Navigating limitations with precision: A fine-grained ensemble approach to wrist pathology recognition on a limited x-ray dataset
Ammar Ahmed, Ali Shariq Imran, Mohib Ullah, Zenun Kastrati, Sher Muhammad Daudpota
TL;DR
This work reframes wrist pathology recognition on limited X-ray data as a fine-grained visual recognition problem and introduces a Plug-in Module (PIM) ensemble that identifies discriminative regions with a weakly supervised selector, multi-scale features via an FPN, and graph-based feature fusion. A memory-efficient Evolved Sign Momentum (LION) optimizer is integrated to improve generalization, and the entire approach is evaluated on a carefully curated wrist subset from the GRAZPEDWRI dataset, yielding superior performance over numerous baselines and FGVR methods. Ablation studies demonstrate the contributions of LION, region selections, and FPN configuration, with heatmap analyses showing focused, discriminative regions even in challenging, limited-data scenarios.

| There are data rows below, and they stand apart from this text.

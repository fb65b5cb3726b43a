#![allow(dead_code)]
use density_outliers::{
    extract_outliers, Dbscan, DbscanHyperParams, Hdbscan, HdbscanHyperParams, MergedPoints,
    NnAlgorithm, OutlierError, Result, NOISE_LABEL,
};
use std::collections::HashSet;

pub type DbscanFn = fn(&Dbscan<f64>) -> Result<Vec<i32>>;
pub type HdbscanFn = fn(&Hdbscan<f64>) -> Result<Vec<i32>>;
pub type NeighbourCountFn = fn(&[Vec<f64>], &[Vec<Vec<f64>>], f64, usize) -> Result<Vec<Vec<f64>>>;

fn scenario() -> (Vec<Vec<f64>>, Vec<Vec<Vec<f64>>>) {
    let candidates = vec![vec![0.0, 0.0, 0.0]];
    let references = vec![vec![
        vec![1.0, 1.0, 1.0],
        vec![2.0, 2.0, 2.0],
        vec![100.0, 100.0, 100.0],
    ]];
    (candidates, references)
}

fn two_blobs() -> (Vec<Vec<f64>>, Vec<Vec<Vec<f64>>>) {
    let candidates = vec![vec![1.1, 1.0], vec![10.0, 10.0]];
    let references = vec![
        vec![vec![1.5, 2.2], vec![1.0, 1.1], vec![1.2, 1.4], vec![0.8, 1.0]],
        vec![
            vec![3.7, 4.0],
            vec![3.9, 3.9],
            vec![3.6, 4.1],
            vec![3.8, 3.9],
            vec![4.0, 4.1],
        ],
    ];
    (candidates, references)
}

fn grid(n_points: usize) -> Vec<Vec<f64>> {
    (0..n_points)
        .map(|n| vec![(n % 20) as f64 * 0.5, (n / 20) as f64 * 0.5])
        .collect()
}

fn dbscan_params(eps: f64, min_pts: usize) -> DbscanHyperParams {
    DbscanHyperParams::builder().eps(eps).min_pts(min_pts).build()
}

pub fn test_dbscan_scenario(cluster_fn: DbscanFn) {
    let (candidates, references) = scenario();
    let merged = MergedPoints::merge(&candidates, &references).unwrap();
    let labels = cluster_fn(&Dbscan::new(merged.points(), dbscan_params(2.0, 2))).unwrap();

    assert_eq!(vec![0, 0, 0, -1], labels);
    let outliers = extract_outliers(&candidates, merged.points(), &labels, NOISE_LABEL).unwrap();
    assert!(outliers.is_empty());
}

pub fn test_dbscan_outlier_candidate(cluster_fn: DbscanFn) {
    let (_, references) = scenario();
    let candidates = vec![vec![-30.0, 0.0, 0.0], vec![1.5, 1.5, 1.5], vec![0.0, 0.0, 60.0]];
    let merged = MergedPoints::merge(&candidates, &references).unwrap();
    let labels = cluster_fn(&Dbscan::new(merged.points(), dbscan_params(2.0, 2))).unwrap();

    assert_eq!(merged.len(), labels.len());
    let outliers = extract_outliers(&candidates, merged.points(), &labels, NOISE_LABEL).unwrap();
    assert_eq!(vec![vec![-30.0, 0.0, 0.0], vec![0.0, 0.0, 60.0]], outliers);
}

pub fn test_dbscan_kd_tree_agrees(cluster_fn: DbscanFn) {
    let mut data = grid(300);
    data.push(vec![50.0, 50.0]);
    let brute = DbscanHyperParams::builder()
        .eps(0.6)
        .min_pts(4)
        .nn_algorithm(NnAlgorithm::BruteForce)
        .build();
    // More than 250 points, so auto picks the kd-tree
    let auto = dbscan_params(0.6, 4);

    let expected = cluster_fn(&Dbscan::new(&data, brute)).unwrap();
    assert_eq!(expected, cluster_fn(&Dbscan::new(&data, auto)).unwrap());
    assert_eq!(NOISE_LABEL, expected[300]);
    assert!(expected[..300].iter().all(|&label| label == 0));
}

pub fn test_dbscan_empty_data(cluster_fn: DbscanFn) {
    let data: Vec<Vec<f64>> = Vec::new();
    let result = cluster_fn(&Dbscan::default_hyper_params(&data));
    assert_eq!(Err(OutlierError::EmptyInput), result);
}

pub fn test_dbscan_mismatched_dimensions(cluster_fn: DbscanFn) {
    let data = vec![vec![1.5, 2.2], vec![1.0, 1.1], vec![1.2]];
    let result = cluster_fn(&Dbscan::default_hyper_params(&data));
    assert_eq!(
        Err(OutlierError::DimensionMismatch {
            index: 2,
            expected: 2,
            found: 1,
        }),
        result
    );
}

pub fn test_dbscan_non_finite_coordinate(cluster_fn: DbscanFn) {
    let data = vec![vec![1.5, f64::NAN]];
    let result = cluster_fn(&Dbscan::default_hyper_params(&data));
    assert!(matches!(result, Err(OutlierError::NonFiniteCoordinate(..))));
}

pub fn test_hdbscan_cluster(cluster_fn: HdbscanFn) {
    let (candidates, references) = two_blobs();
    let merged = MergedPoints::merge(&candidates, &references).unwrap();
    let labels = cluster_fn(&Hdbscan::default_hyper_params(merged.points())).unwrap();

    // Merged order: the two candidates, then the first blob's four, then the second blob
    let first_blob: HashSet<_> = [labels[0], labels[2], labels[3], labels[4], labels[5]].into();
    let second_blob: HashSet<_> = labels[6..].iter().copied().collect();
    assert_eq!(1, first_blob.len());
    assert_eq!(1, second_blob.len());
    assert_ne!(first_blob, second_blob);
    assert!(!first_blob.contains(&NOISE_LABEL) && !second_blob.contains(&NOISE_LABEL));
    assert_eq!(NOISE_LABEL, labels[1]);

    let outliers = extract_outliers(&candidates, merged.points(), &labels, NOISE_LABEL).unwrap();
    assert_eq!(vec![vec![10.0, 10.0]], outliers);
}

pub fn test_hdbscan_single_cluster(cluster_fn: HdbscanFn) {
    let data = vec![
        vec![0.0, 0.0],
        vec![1.0, 0.0],
        vec![0.0, 1.0],
        vec![1.0, 1.0],
        vec![10.0, 10.0],
    ];
    let builder = HdbscanHyperParams::builder().min_cluster_size(4).min_samples(2);

    let single = builder.clone().allow_single_cluster(true).build();
    let labels = cluster_fn(&Hdbscan::new(&data, single)).unwrap();
    assert_eq!(vec![0, 0, 0, 0, -1], labels);

    let labels = cluster_fn(&Hdbscan::new(&data, builder.build())).unwrap();
    assert_eq!(vec![NOISE_LABEL; 5], labels);
}

pub fn test_hdbscan_kd_tree_agrees(cluster_fn: HdbscanFn) {
    let (candidates, references) = two_blobs();
    let merged = MergedPoints::merge(&candidates, &references).unwrap();
    let brute = HdbscanHyperParams::builder()
        .nn_algorithm(NnAlgorithm::BruteForce)
        .build();
    let tree = HdbscanHyperParams::builder()
        .nn_algorithm(NnAlgorithm::KdTree)
        .build();
    assert_eq!(
        cluster_fn(&Hdbscan::new(merged.points(), brute)).unwrap(),
        cluster_fn(&Hdbscan::new(merged.points(), tree)).unwrap()
    );
}

pub fn test_hdbscan_too_few_points(cluster_fn: HdbscanFn) {
    let data = vec![vec![0.0, 0.0], vec![0.1, 0.0], vec![0.0, 0.1]];
    let labels = cluster_fn(&Hdbscan::default_hyper_params(&data)).unwrap();
    assert_eq!(vec![NOISE_LABEL; 3], labels);
}

pub fn test_hdbscan_empty_data(cluster_fn: HdbscanFn) {
    let data: Vec<Vec<f64>> = Vec::new();
    let result = cluster_fn(&Hdbscan::default_hyper_params(&data));
    assert_eq!(Err(OutlierError::EmptyInput), result);
}

pub fn test_hdbscan_mismatched_dimensions(cluster_fn: HdbscanFn) {
    let data = vec![vec![1.5, 2.2], vec![1.0, 1.1], vec![1.2]];
    let result = cluster_fn(&Hdbscan::default_hyper_params(&data));
    assert!(matches!(result, Err(OutlierError::DimensionMismatch { .. })));
}

pub fn test_neighbour_count_threshold(outliers_fn: NeighbourCountFn) {
    let references = vec![
        vec![vec![1.0, 0.0], vec![0.0, 4.0]],
        vec![vec![5.0, 0.0], vec![0.0, 5.5], vec![20.0, 20.0]],
    ];
    let candidates = vec![vec![0.0, 0.0], vec![19.0, 20.0], vec![-40.0, 0.0]];

    let outliers = outliers_fn(&candidates, &references, 5.0, 3).unwrap();
    assert_eq!(vec![vec![19.0, 20.0], vec![-40.0, 0.0]], outliers);
    let outliers = outliers_fn(&candidates, &references, 5.0, 4).unwrap();
    assert_eq!(candidates, outliers);
}

pub fn test_neighbour_count_errors(outliers_fn: NeighbourCountFn) {
    let references = vec![vec![vec![1.0, 0.0, 0.0]]];
    let candidates = vec![vec![0.0, 0.0]];
    assert!(matches!(
        outliers_fn(&candidates, &references, 5.0, 1),
        Err(OutlierError::DimensionMismatch { expected: 2, found: 3, .. })
    ));
    assert!(matches!(
        outliers_fn(&candidates, &references, -5.0, 1),
        Err(OutlierError::InvalidParameter { name: "eps", .. })
    ));
    assert_eq!(Err(OutlierError::EmptyInput), outliers_fn(&[], &references, 5.0, 1));
}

The results suggest practical potential for automated, explainable wrist pathology recognition that requires minimal manual annotation, with future work aimed at wrist-specific FGVR architectures and larger, image-level annotated datasets to further enhance interpretability and accuracy.
Abstract
The exploration of automated wrist fracture recognition has gained considerable research attention in recent years. In practical medical scenarios, physicians and surgeons may lack the specialized expertise required for accurate X-ray interpretation, highlighting the need for machine vision to enhance diagnostic accuracy. However, conventional recognition techniques face challenges in discerning subtle differences in X-rays when classifying wrist pathologies, as many of these pathologies, such as fractures, can be small and hard to distinguish. This study tackles wrist pathology recognition as a fine-grained visual recognition (FGVR) problem, utilizing a limited, custom-curated dataset that mirrors real-world medical constraints, relying solely on image-level annotations. We introduce a specialized FGVR-based ensemble approach to identify discriminative regions within X-rays. We employ an Explainable AI (XAI) technique called Grad-CAM to pinpoint these regions. Our ensemble approach outperformed many conventional SOTA and FGVR techniques, underscoring the effectiveness of our strategy in enhancing accuracy in wrist pathology recognition.